Another knockout saga in a very different realm came from a guy I met on a tennis court. Peter Frisch said he had an interesting story to tell. I listened. He was right.
As many Santa Barbarans may know, Frisch was at the helm of the $60 million renovation of the Granada Theatre in the heart of downtown. Altogether it was a six-year project: two for fund-raising, designing, and hiring, and four for construction. It strikes me as an almost overwhelming job, but it was accomplished, thanks to support from hundreds of Santa Barbarans.
A massive undertaking for sure, and as Santa Barbara appreciatively knows, it got done. But what people may not know is what happened to Frisch after it was completed in 2008.
First of all, that renovation. The enormous, eight-story structure was built in 1924 and tested one year later by an earthquake that did heavy damage downtown but spared the Granada. “It was the only high-rise to survive,” Frisch said, attesting to its charmed life. Eighty years after its creation, the building was gutted and recreated in a form meant to remain viable for 100 years.
I didn’t see the hall before it was redone, but I’ve seen it since and have to agree with the raves. Here’s one from the 2008 Santa Barbara Beautiful Awards program: “This world-class performance venue has brought back to life the glamour of the 1924 opening with dazzling detail in dramatically sweeping Spanish staircases, classic Moorish arches, and lavish lounges.”
Peter Frisch accepted that award as the guy who spearheaded it all, conducting, among other things, 800 tours along the way. “The Granada was back,” he said to me, seven years later.
Yes, but what happened to Frisch? Answer: He didn’t go far away.
“I left to start my own studio,” he said. It’s called the Frisch Studio, and that endeavor in turn spawned a production arm called the Producing Unit, which stages plays at Center Stage Theater, above Paseo Nuevo shopping center. “It’s a wonderful, intimate space for us,” Frisch said.
He and his team seek out “great, inventive contemporary writing,” and by contemporary, he means written within the last five years. Productions in recent years have included God of Carnage (2013), Time Stands Still (2014), 154 and Paradise (early 2015), and most recently What Rhymes with America. They start with 40 titles, then winnow them to six, and finally choose two to produce.
“I’m doing what I love to do,” and he says it seems to be working. “Most performances are sold out.”
Speaking of which, how’s the Granada doing? At the time of its 2008 rebirth, former county arts commissioner Patrick Davis was worrying if it would generate enough business to offset its price tag.
An answer came in the recent press release from the Santa Barbara Center for the Performing Arts (SBCPA), which purchased the Granada in 2003. Over the last five years, according to the release, Granada attendance has increased by 40 percent, events by 149 percent, and individual annual fund donors by “a remarkable 577 percent.” Operating revenue is up 64 percent to $2.3 million while costs and overhead are growing at less than 4 percent per year.
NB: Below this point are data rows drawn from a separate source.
//! Introspection for help overlays and debug panels.

use crate::combo::format::format_combo;

use super::context::ContextTag;
use super::dispatcher::ShortcutDispatcher;
use super::shortcut::{Priority, ShortcutId};

// ---------------------------------------------------------------------------
// ShortcutSummary
// ---------------------------------------------------------------------------

/// A registered shortcut without its handler.
#[derive(Debug, Clone, PartialEq, Eq)]
pub struct ShortcutSummary {
    pub id: ShortcutId,
    /// The combo as registered.
    pub combo: String,
    /// Platform display label, e.g. `⌘K` or `Ctrl+K`.
    pub label: String,
    pub description: Option<String>,
    pub contexts: Vec<ContextTag>,
    pub priority: Priority,
    pub enabled: bool,
}

impl ShortcutSummary {
    fn matches_query(&self, needle: &str) -> bool {
        self.combo.to_lowercase().contains(needle)
            || self
                .description
                .as_deref()
                .is_some_and(|d| d.to_lowercase().contains(needle))
            || self
                .contexts
                .iter()
                .any(|c| c.as_str().to_lowercase().contains(needle))
    }
}

/// Shortcuts sharing one priority band.
#[derive(Debug, Clone, PartialEq, Eq)]
pub struct CheatsheetGroup {
    pub priority: Priority,
    pub shortcuts: Vec<ShortcutSummary>,
}

impl ShortcutDispatcher {
    /// Every registered shortcut, in registration order.
    pub fn shortcuts(&self) -> Vec<ShortcutSummary> {
        let state = self.state.borrow();
        let mut entries: Vec<_> = state.entries.iter().collect();
        entries.sort_by_key(|(_, e)| e.seq);

        entries
            .into_iter()
            .map(|(id, e)| ShortcutSummary {
                id,
                combo: e.def.combo.clone(),
                label: format_combo(&e.def.combo, state.platform),
                description: e.def.description.clone(),
                contexts: e.def.contexts.clone(),
                priority: e.def.priority,
                enabled: e.def.enabled,
            })
            .collect()
    }

    /// Shortcuts whose combo, description or any context contains `query`
    /// (case-insensitive). A blank query returns everything.
    pub fn search_shortcuts(&self, query: &str) -> Vec<ShortcutSummary> {
        let needle = query.trim().to_lowercase();
        let all = self.shortcuts();
        if needle.is_empty() {
            return all;
        }
        all.into_iter().filter(|s| s.matches_query(&needle)).collect()
    }

    /// Enabled shortcuts grouped by priority, highest band first.
    pub fn cheatsheet(&self) -> Vec<CheatsheetGroup> {
        let mut groups: Vec<CheatsheetGroup> = Vec::new();
        for summary in self.shortcuts().into_iter().filter(|s| s.enabled) {
            match groups.iter_mut().find(|g| g.priority == summary.priority) {
                Some(group) => group.shortcuts.push(summary),
                None => groups.push(CheatsheetGroup {
                    priority: summary.priority,
                    shortcuts: vec![summary],
                }),
            }
        }
        groups.sort_by(|a, b| b.priority.cmp(&a.priority));
        groups
    }
}
//! ShortcutDispatcher: context-scoped, priority-ranked shortcut dispatch.
//!
//! The dispatcher is a cheap, cloneable handle over single-threaded shared
//! state. Every surface that needs to register shortcuts or flip contexts
//! holds a clone; there is no global instance.
//!
//! Resolution for a key event:
//! 1. skip disabled entries, and entries not allowed in editable targets when
//!    focus is in a text field;
//! 2. keep entries with no contexts, or with at least one active context;
//! 3. keep entries whose combo matches the event exactly;
//! 4. the highest priority wins, ties go to the most recent registration.
//!
//! Exactly one handler runs per event, and no internal borrow is held while
//! it does, so handlers may freely register, unregister or change contexts.

use std::cell::RefCell;
use std::fmt;
use std::rc::Rc;

use slotmap::SlotMap;
use tracing::{debug, trace, warn};

use crate::combo::ParsedCombo;
use crate::config::EngineConfig;
use crate::event::KeyEvent;
use crate::platform::Platform;

use super::context::{ContextSet, ContextTag};
use super::shortcut::{ShortcutDefinition, ShortcutHandle, ShortcutHandler, ShortcutId};

// ---------------------------------------------------------------------------
// Internal state
// ---------------------------------------------------------------------------

pub(crate) struct Entry {
    pub(crate) def: ShortcutDefinition,
    pub(crate) parsed: ParsedCombo,
    /// Registration order, for tie-breaking.
    pub(crate) seq: u64,
    /// Sorted, deduplicated contexts; the conflict grouping key.
    pub(crate) context_key: Vec<ContextTag>,
}

impl Entry {
    fn new(def: ShortcutDefinition, seq: u64) -> Self {
        let parsed = ParsedCombo::parse(&def.combo);
        let mut context_key = def.contexts.clone();
        context_key.sort();
        context_key.dedup();
        Self {
            def,
            parsed,
            seq,
            context_key,
        }
    }

    /// Whether `other` would compete with this entry for the same events.
    pub(crate) fn conflicts_with(&self, other: &Entry) -> bool {
        self.parsed == other.parsed
            && self.context_key == other.context_key
            && self.def.priority == other.def.priority
    }

    fn is_in_scope(&self, contexts: &ContextSet) -> bool {
        self.def.contexts.is_empty() || contexts.contains_any(&self.def.contexts)
    }
}

pub(crate) struct DispatcherState {
    pub(crate) contexts: ContextSet,
    pub(crate) entries: SlotMap<ShortcutId, Entry>,
    pub(crate) platform: Platform,
    next_seq: u64,
}

impl DispatcherState {
    fn new(platform: Platform, contexts: ContextSet) -> Self {
        Self {
            contexts,
            entries: SlotMap::with_key(),
            platform,
            next_seq: 0,
        }
    }

    /// Remove an entry. The removed definition (and its handler) is dropped
    /// only after the borrow is released, since a handler may own a
    /// [`ShortcutHandle`] whose drop re-enters the dispatcher.
    pub(crate) fn remove(state: &RefCell<DispatcherState>, id: ShortcutId) -> bool {
        let removed = state.borrow_mut().entries.remove(id);
        match removed {
            Some(entry) => {
                debug!(combo = %entry.def.combo, "shortcut unregistered");
                drop(entry);
                true
            }
            None => false,
        }
    }
}

// ---------------------------------------------------------------------------
// ShortcutDispatcher
// ---------------------------------------------------------------------------

/// Registry of shortcuts plus the set of active contexts.
#[derive(Clone)]
pub struct ShortcutDispatcher {
    pub(crate) state: Rc<RefCell<DispatcherState>>,
}

impl ShortcutDispatcher {
    /// Create a dispatcher for the host platform with `GLOBAL` active.
    pub fn new() -> Self {
        Self::with_platform(Platform::current())
    }

    /// Create a dispatcher for an explicit platform with `GLOBAL` active.
    pub fn with_platform(platform: Platform) -> Self {
        Self::with_initial_contexts(platform, [ContextTag::GLOBAL])
    }

    /// Create a dispatcher with an explicit initial context set.
    pub fn with_initial_contexts(
        platform: Platform,
        contexts: impl IntoIterator<Item = ContextTag>,
    ) -> Self {
        let contexts: ContextSet = contexts.into_iter().collect();
        Self {
            state: Rc::new(RefCell::new(DispatcherState::new(platform, contexts))),
        }
    }

    /// Create a dispatcher using the platform from `config`.
    pub fn from_config(config: &EngineConfig) -> Self {
        Self::with_platform(config.resolved_platform())
    }

    pub fn platform(&self) -> Platform {
        self.state.borrow().platform
    }

    // -- Contexts -----------------------------------------------------------

    /// Activate a context. Idempotent.
    pub fn enable_context(&self, tag: ContextTag) {
        let label = tag.to_string();
        if self.state.borrow_mut().contexts.enable(tag) {
            debug!(context = %label, "context enabled");
        }
    }

    /// Deactivate a context. Idempotent.
    pub fn disable_context(&self, tag: &ContextTag) {
        if self.state.borrow_mut().contexts.disable(tag) {
            debug!(context = %tag, "context disabled");
        }
    }

    /// Flip a context. Returns whether it is now active.
    pub fn toggle_context(&self, tag: ContextTag) -> bool {
        let label = tag.to_string();
        let active = self.state.borrow_mut().contexts.toggle(tag);
        debug!(context = %label, active, "context toggled");
        active
    }

    pub fn is_context_active(&self, tag: &ContextTag) -> bool {
        self.state.borrow().contexts.contains(tag)
    }

    pub fn is_any_context_active(&self, tags: &[ContextTag]) -> bool {
        self.state.borrow().contexts.contains_any(tags)
    }

    /// Snapshot of the active contexts, in name order.
    pub fn active_contexts(&self) -> Vec<ContextTag> {
        self.state.borrow().contexts.iter().cloned().collect()
    }

    // -- Registration -------------------------------------------------------

    /// Register a shortcut. Keep the returned handle alive for as long as the
    /// shortcut should stay registered.
    pub fn register(&self, def: ShortcutDefinition) -> ShortcutHandle {
        let id = {
            let mut state = self.state.borrow_mut();
            let seq = state.next_seq;
            state.next_seq += 1;
            let entry = Entry::new(def, seq);

            if entry.def.enabled {
                let clash = state
                    .entries
                    .values()
                    .find(|existing| existing.def.enabled && existing.conflicts_with(&entry));
                if let Some(existing) = clash {
                    warn!(
                        combo = %entry.parsed,
                        priority = %entry.def.priority,
                        existing = existing.def.description.as_deref().unwrap_or(&existing.def.combo),
                        new = entry.def.description.as_deref().unwrap_or(&entry.def.combo),
                        "shortcut conflict: same combo, contexts and priority"
                    );
                }
            }

            debug!(
                combo = %entry.def.combo,
                priority = %entry.def.priority,
                contexts = entry.def.contexts.len(),
                "shortcut registered"
            );
            state.entries.insert(entry)
        };
        ShortcutHandle::new(id, Rc::downgrade(&self.state))
    }

    /// Unregister by id. Returns `true` if the shortcut was registered.
    ///
    /// Prefer [`ShortcutHandle::unregister`]; this is for detached shortcuts.
    pub fn unregister(&self, id: ShortcutId) -> bool {
        DispatcherState::remove(&self.state, id)
    }

    /// Enable or disable a registered shortcut. Returns `false` for unknown ids.
    pub fn set_enabled(&self, id: ShortcutId, enabled: bool) -> bool {
        match self.state.borrow_mut().entries.get_mut(id) {
            Some(entry) => {
                entry.def.enabled = enabled;
                true
            }
            None => false,
        }
    }

    pub fn is_registered(&self, id: ShortcutId) -> bool {
        self.state.borrow().entries.contains_key(id)
    }

    /// Number of registered shortcuts, enabled or not.
    pub fn len(&self) -> usize {
        self.state.borrow().entries.len()
    }

    pub fn is_empty(&self) -> bool {
        self.state.borrow().entries.is_empty()
    }

    // -- Dispatch -----------------------------------------------------------

    fn winner(&self, event: &KeyEvent) -> Option<(ShortcutId, ShortcutHandler, bool)> {
        let state = self.state.borrow();
        let editable = event.is_editable_target();

        state
            .entries
            .iter()
            .filter(|(_, e)| e.def.enabled)
            .filter(|(_, e)| !editable || e.def.allow_in_editable)
            .filter(|(_, e)| e.is_in_scope(&state.contexts))
            .filter(|(_, e)| e.parsed.matches(event, state.platform))
            .max_by_key(|(_, e)| (e.def.priority, e.seq))
            .map(|(id, e)| (id, Rc::clone(&e.def.handler), e.def.prevent_default))
    }

    /// Which shortcut would handle `event`, without running it.
    pub fn resolve(&self, event: &KeyEvent) -> Option<ShortcutId> {
        self.winner(event).map(|(id, _, _)| id)
    }

    /// Run the winning shortcut for `event`, if any. Returns its id.
    pub fn dispatch(&self, event: &mut KeyEvent) -> Option<ShortcutId> {
        let Some((id, handler, prevent_default)) = self.winner(event) else {
            trace!(key = %event.key, "no shortcut matched");
            return None;
        };

        trace!(key = %event.key, ?id, "shortcut matched");
        if prevent_default {
            event.prevent_default();
        }
        handler(event);
        Some(id)
    }
}

impl Default for ShortcutDispatcher {
    fn default() -> Self {
        Self::new()
    }
}

impl fmt::Debug for ShortcutDispatcher {
    fn fmt(&self, f: &mut fmt::Formatter<'_>) -> fmt::Result {
        let state = self.state.borrow();
        f.debug_struct("ShortcutDispatcher")
            .field("platform", &state.platform)
            .field("contexts", &state.contexts)
            .field("shortcuts", &state.entries.len())
            .finish()
    }
}

// ===========================================================================
// Tests
// ===========================================================================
The numbers “demonstrate that Santa Barbara loves high-quality performing arts,” said SBCPA executive director Craig Springer in an interview. “And the resident companies have stepped up to stage events that the community really appreciates.”
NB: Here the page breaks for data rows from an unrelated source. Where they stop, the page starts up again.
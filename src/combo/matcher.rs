//! Matching a [`ParsedCombo`] against a [`KeyEvent`].
//!
//! Modifiers must match exactly: `cmd+k` does not fire for `cmd+shift+k`.
//! The primary key is compared through [`canonical_key`]; when the logical
//! key differs (shifted symbols, non-Latin layouts) the physical `code` is
//! translated and tried as a fallback.

use crate::event::{KeyEvent, Modifiers};
use crate::platform::Platform;

use super::parser::{canonical_key, ParsedCombo};

/// The exact modifier set a combo requires on `platform`.
pub fn expected_modifiers(combo: &ParsedCombo, platform: Platform) -> Modifiers {
    let apple = platform.is_apple();
    let mut mods = Modifiers::NONE;
    if combo.cmd && apple {
        mods = mods | Modifiers::META;
    }
    if combo.ctrl || (combo.cmd && !apple) {
        mods = mods | Modifiers::CTRL;
    }
    if combo.shift {
        mods = mods | Modifiers::SHIFT;
    }
    if combo.alt {
        mods = mods | Modifiers::ALT;
    }
    mods
}

/// Translate a physical key code into the key it produces on a US layout.
///
/// Returns `None` for codes with no sensible single-key equivalent.
pub fn code_to_key(code: &str) -> Option<String> {
    if let Some(letter) = code.strip_prefix("Key") {
        if letter.len() == 1 {
            return Some(letter.to_ascii_lowercase());
        }
    }
    if let Some(digit) = code
        .strip_prefix("Digit")
        .or_else(|| code.strip_prefix("Numpad"))
    {
        if digit.len() == 1 && digit.chars().all(|c| c.is_ascii_digit()) {
            return Some(digit.to_owned());
        }
    }

    let key = match code {
        "Slash" | "NumpadDivide" => "/",
        "Backslash" => "\\",
        "Period" | "NumpadDecimal" => ".",
        "Comma" => ",",
        "Semicolon" => ";",
        "Quote" => "'",
        "Backquote" => "`",
        "BracketLeft" => "[",
        "BracketRight" => "]",
        "Minus" | "NumpadSubtract" => "-",
        "Equal" => "=",
        "NumpadAdd" => "+",
        "NumpadMultiply" => "*",
        "Space" => "space",
        "Enter" | "NumpadEnter" => "enter",
        "Escape" => "escape",
        "Tab" => "tab",
        "Backspace" => "backspace",
        "Delete" => "delete",
        "ArrowUp" => "up",
        "ArrowDown" => "down",
        "ArrowLeft" => "left",
        "ArrowRight" => "right",
        "Home" => "home",
        "End" => "end",
        "PageUp" => "pageup",
        "PageDown" => "pagedown",
        _ => {
            let is_function_key = code.len() > 1
                && code.starts_with('F')
                && code[1..].chars().all(|c| c.is_ascii_digit());
            if is_function_key {
                return Some(code.to_ascii_lowercase());
            }
            return None;
        }
    };
    Some(key.to_owned())
}

/// Whether the event's key (or its physical code) is the combo's key.
fn key_matches(combo: &ParsedCombo, event: &KeyEvent) -> bool {
    if canonical_key(&event.key) == combo.key {
        return true;
    }
    code_to_key(&event.code).is_some_and(|key| key == combo.key)
}

/// Whether `event` triggers `combo` on `platform`.
pub fn matches(combo: &ParsedCombo, event: &KeyEvent, platform: Platform) -> bool {
    if !combo.is_matchable() {
        return false;
    }
    if event.modifiers.normalized() != expected_modifiers(combo, platform) {
        return false;
    }
    key_matches(combo, event)
}

impl ParsedCombo {
    /// Whether `event` triggers this combo on `platform`.
    pub fn matches(&self, event: &KeyEvent, platform: Platform) -> bool {
        matches(self, event, platform)
    }
}

// ===========================================================================
// Tests
// ===========================================================================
As for the hall that hosts it all, Springer said, “Peter and the board that worked on the restoration did a tremendous job.”
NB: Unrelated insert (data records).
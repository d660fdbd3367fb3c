//! In-memory clipboard buffer for copy/cut/paste of collection items.

/// Single-slot buffer. Copy and cut overwrite it; paste reads it without
/// clearing.
#[derive(Debug, Clone, PartialEq, Eq)]
pub struct ClipboardBuffer<T> {
    contents: Vec<T>,
}

impl<T> ClipboardBuffer<T> {
    pub fn new() -> Self {
        Self {
            contents: Vec::new(),
        }
    }

    /// Replace the buffer contents.
    pub fn store(&mut self, items: Vec<T>) {
        self.contents = items;
    }

    pub fn contents(&self) -> &[T] {
        &self.contents
    }

    pub fn len(&self) -> usize {
        self.contents.len()
    }

    pub fn is_empty(&self) -> bool {
        self.contents.is_empty()
    }

    pub fn clear(&mut self) {
        self.contents.clear();
    }
}

impl<T> Default for ClipboardBuffer<T> {
    fn default() -> Self {
        Self::new()
    }
}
So the picture appears to be rosy. In Frisch’s words, “Santa Barbara used to be thought of as a mediocre theater town. It’s changing now.”
What helps is a wealth of talent here and nearby, some of which comes from his studio. In addition to Santa Barbara, he also teaches in Los Angeles, bringing his own brand of style culled from many years in the theater — from studying with Lee Strasburg to teaching at Juilliard, Harvard, and elsewhere. Example: he eventually found Strasberg’s “Method” too limiting, since it centers on the actor’s personal experience rather than the character’s possible experience. Instead, Frisch says, “The job is to expand yourself to encompass the character, not to bring the character down to your limited, habitual self.” So Frisch focuses on the imagination and processes to develop and focus it.
And that was my introduction to the character named Peter Frisch. My advice to the bored: Stop anyone on any Santa Barbara street and ask for their story. I can almost guarantee it will be exceptional.